DATA IN THIS EXERCISE:

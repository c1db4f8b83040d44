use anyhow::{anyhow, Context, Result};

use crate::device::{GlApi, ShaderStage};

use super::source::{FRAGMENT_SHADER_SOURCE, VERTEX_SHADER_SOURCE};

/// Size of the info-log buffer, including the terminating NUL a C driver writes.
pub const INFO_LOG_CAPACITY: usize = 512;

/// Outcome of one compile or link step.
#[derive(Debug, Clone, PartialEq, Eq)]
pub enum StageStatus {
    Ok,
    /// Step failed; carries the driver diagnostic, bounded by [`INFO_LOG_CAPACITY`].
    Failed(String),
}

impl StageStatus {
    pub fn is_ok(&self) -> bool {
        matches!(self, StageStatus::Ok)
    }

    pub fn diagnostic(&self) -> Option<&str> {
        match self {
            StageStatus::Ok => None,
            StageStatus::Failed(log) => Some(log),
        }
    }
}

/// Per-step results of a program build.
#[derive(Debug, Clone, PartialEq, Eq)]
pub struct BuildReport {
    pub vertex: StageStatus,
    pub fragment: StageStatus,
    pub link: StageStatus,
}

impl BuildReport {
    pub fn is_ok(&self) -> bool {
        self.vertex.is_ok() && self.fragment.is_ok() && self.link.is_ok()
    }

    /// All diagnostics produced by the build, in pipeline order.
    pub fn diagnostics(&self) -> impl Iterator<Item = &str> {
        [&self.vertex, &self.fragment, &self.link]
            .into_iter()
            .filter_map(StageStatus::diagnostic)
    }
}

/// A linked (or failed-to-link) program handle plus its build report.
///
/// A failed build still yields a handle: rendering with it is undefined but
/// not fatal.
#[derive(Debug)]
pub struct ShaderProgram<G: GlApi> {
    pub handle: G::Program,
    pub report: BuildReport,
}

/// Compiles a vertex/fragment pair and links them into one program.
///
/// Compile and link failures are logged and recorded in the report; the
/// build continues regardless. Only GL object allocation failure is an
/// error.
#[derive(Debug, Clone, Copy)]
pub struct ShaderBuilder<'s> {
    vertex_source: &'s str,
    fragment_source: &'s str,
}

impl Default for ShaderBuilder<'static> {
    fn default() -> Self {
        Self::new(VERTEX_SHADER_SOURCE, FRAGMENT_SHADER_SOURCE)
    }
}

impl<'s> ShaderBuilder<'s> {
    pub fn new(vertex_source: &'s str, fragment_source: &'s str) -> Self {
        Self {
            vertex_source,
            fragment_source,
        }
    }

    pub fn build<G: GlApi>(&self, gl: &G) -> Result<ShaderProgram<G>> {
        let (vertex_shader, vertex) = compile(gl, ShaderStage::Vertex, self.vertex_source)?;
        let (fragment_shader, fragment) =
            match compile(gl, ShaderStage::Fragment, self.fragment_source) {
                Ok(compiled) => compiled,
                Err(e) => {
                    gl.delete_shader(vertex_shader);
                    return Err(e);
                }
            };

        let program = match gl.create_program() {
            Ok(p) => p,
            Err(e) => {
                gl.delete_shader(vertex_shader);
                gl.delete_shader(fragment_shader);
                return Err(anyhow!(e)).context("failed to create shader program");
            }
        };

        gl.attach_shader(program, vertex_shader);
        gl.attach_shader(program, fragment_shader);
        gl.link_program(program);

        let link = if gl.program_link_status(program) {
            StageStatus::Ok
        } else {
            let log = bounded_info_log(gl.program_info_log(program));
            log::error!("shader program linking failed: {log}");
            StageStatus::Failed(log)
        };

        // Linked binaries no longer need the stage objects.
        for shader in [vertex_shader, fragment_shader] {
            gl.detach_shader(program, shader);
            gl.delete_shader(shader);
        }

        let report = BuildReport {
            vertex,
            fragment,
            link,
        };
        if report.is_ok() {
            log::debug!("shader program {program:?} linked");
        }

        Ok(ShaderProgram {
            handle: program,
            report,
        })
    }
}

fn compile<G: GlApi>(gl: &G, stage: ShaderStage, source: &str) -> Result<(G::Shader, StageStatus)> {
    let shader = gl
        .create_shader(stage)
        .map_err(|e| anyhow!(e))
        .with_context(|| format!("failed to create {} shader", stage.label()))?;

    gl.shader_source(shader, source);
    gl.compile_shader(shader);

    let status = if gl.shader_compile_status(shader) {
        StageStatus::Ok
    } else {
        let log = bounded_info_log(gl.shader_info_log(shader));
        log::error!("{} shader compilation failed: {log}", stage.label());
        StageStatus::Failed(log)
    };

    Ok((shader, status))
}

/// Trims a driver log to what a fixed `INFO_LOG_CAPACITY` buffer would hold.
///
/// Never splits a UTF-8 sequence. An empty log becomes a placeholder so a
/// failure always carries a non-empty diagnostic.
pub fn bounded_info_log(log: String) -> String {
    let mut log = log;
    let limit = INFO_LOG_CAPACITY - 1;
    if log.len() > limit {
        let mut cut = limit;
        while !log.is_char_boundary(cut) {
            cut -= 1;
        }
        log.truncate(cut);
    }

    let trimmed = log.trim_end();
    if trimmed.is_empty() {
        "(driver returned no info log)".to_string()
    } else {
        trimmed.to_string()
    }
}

WORK REQUIRED: Starting at the line with "fn compile<G: GlApi>(gl: &G, stage: ShaderStage, source: &str)", retype each line through the final one in the data above, unchanged and with nothing added.

EXERCISE RESULT:
fn compile<G: GlApi>(gl: &G, stage: ShaderStage, source: &str) -> Result<(G::Shader, StageStatus)> {
    let shader = gl
        .create_shader(stage)
        .map_err(|e| anyhow!(e))
        .with_context(|| format!("failed to create {} shader", stage.label()))?;

    gl.shader_source(shader, source);
    gl.compile_shader(shader);

    let status = if gl.shader_compile_status(shader) {
        StageStatus::Ok
    } else {
        let log = bounded_info_log(gl.shader_info_log(shader));
        log::error!("{} shader compilation failed: {log}", stage.label());
        StageStatus::Failed(log)
    };

    Ok((shader, status))
}

/// Trims a driver log to what a fixed `INFO_LOG_CAPACITY` buffer would hold.
///
/// Never splits a UTF-8 sequence. An empty log becomes a placeholder so a
/// failure always carries a non-empty diagnostic.
pub fn bounded_info_log(log: String) -> String {
    let mut log = log;
    let limit = INFO_LOG_CAPACITY - 1;
    if log.len() > limit {
        let mut cut = limit;
        while !log.is_char_boundary(cut) {
            cut -= 1;
        }
        log.truncate(cut);
    }

    let trimmed = log.trim_end();
    if trimmed.is_empty() {
        "(driver returned no info log)".to_string()
    } else {
        trimmed.to_string()
    }
}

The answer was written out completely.